TASK STATEMENT: Identify all lines of the data containing the string "PathBuf" and copy them.

(Stored data)
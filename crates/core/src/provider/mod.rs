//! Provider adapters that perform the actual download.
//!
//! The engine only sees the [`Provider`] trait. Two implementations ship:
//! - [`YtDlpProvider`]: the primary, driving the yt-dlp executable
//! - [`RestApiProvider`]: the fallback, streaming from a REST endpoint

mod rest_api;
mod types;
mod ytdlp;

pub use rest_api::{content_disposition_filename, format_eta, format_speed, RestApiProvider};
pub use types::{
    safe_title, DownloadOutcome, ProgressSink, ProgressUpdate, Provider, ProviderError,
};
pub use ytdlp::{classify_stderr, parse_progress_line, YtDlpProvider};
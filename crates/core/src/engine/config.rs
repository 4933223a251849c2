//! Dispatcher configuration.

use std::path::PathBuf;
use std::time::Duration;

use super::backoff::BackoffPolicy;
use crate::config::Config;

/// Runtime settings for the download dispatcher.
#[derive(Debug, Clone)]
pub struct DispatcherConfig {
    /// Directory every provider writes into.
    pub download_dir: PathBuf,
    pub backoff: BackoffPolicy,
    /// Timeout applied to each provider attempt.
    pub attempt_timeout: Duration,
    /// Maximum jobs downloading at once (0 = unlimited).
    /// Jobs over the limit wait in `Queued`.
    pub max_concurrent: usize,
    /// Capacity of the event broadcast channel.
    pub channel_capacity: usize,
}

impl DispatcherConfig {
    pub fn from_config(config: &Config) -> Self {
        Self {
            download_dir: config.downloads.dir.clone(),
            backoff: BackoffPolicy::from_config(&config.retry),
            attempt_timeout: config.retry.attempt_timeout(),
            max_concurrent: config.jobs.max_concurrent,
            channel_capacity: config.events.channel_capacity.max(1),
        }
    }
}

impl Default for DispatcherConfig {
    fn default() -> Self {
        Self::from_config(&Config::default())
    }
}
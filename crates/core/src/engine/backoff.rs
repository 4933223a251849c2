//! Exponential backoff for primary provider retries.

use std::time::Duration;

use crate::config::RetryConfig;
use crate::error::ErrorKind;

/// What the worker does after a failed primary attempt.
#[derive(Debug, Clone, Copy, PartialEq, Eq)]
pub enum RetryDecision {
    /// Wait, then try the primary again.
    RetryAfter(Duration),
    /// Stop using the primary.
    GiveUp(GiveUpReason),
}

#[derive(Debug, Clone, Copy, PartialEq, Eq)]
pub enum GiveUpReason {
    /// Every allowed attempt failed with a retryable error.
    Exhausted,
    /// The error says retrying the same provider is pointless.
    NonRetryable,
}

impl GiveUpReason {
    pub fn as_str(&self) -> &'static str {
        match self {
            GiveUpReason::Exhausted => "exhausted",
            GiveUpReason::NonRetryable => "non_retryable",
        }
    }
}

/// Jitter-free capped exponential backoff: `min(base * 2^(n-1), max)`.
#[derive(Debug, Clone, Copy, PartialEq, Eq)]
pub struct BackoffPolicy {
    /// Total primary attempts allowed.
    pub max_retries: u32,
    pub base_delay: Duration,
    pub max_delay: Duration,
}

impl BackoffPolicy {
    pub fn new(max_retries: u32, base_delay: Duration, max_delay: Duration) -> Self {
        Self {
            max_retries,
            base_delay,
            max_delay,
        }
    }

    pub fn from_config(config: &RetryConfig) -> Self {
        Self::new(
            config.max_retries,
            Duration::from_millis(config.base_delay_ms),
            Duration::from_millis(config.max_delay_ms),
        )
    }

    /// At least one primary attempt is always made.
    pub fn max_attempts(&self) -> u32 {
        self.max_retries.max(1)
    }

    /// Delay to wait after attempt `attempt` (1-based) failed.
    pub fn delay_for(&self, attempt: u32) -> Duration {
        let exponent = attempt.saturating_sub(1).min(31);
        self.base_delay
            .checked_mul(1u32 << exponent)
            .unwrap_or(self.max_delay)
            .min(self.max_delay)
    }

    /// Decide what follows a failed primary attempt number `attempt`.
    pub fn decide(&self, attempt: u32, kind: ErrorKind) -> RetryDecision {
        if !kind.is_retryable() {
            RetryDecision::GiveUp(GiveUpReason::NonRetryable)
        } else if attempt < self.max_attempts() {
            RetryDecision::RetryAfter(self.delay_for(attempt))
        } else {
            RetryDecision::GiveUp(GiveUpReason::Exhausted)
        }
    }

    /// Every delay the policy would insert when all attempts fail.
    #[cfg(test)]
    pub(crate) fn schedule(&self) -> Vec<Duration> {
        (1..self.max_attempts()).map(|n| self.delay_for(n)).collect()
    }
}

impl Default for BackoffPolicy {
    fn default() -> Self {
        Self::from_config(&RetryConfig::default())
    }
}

RESPONSE TO THE EXERCISE:
use std::path::PathBuf;
    pub download_dir: PathBuf,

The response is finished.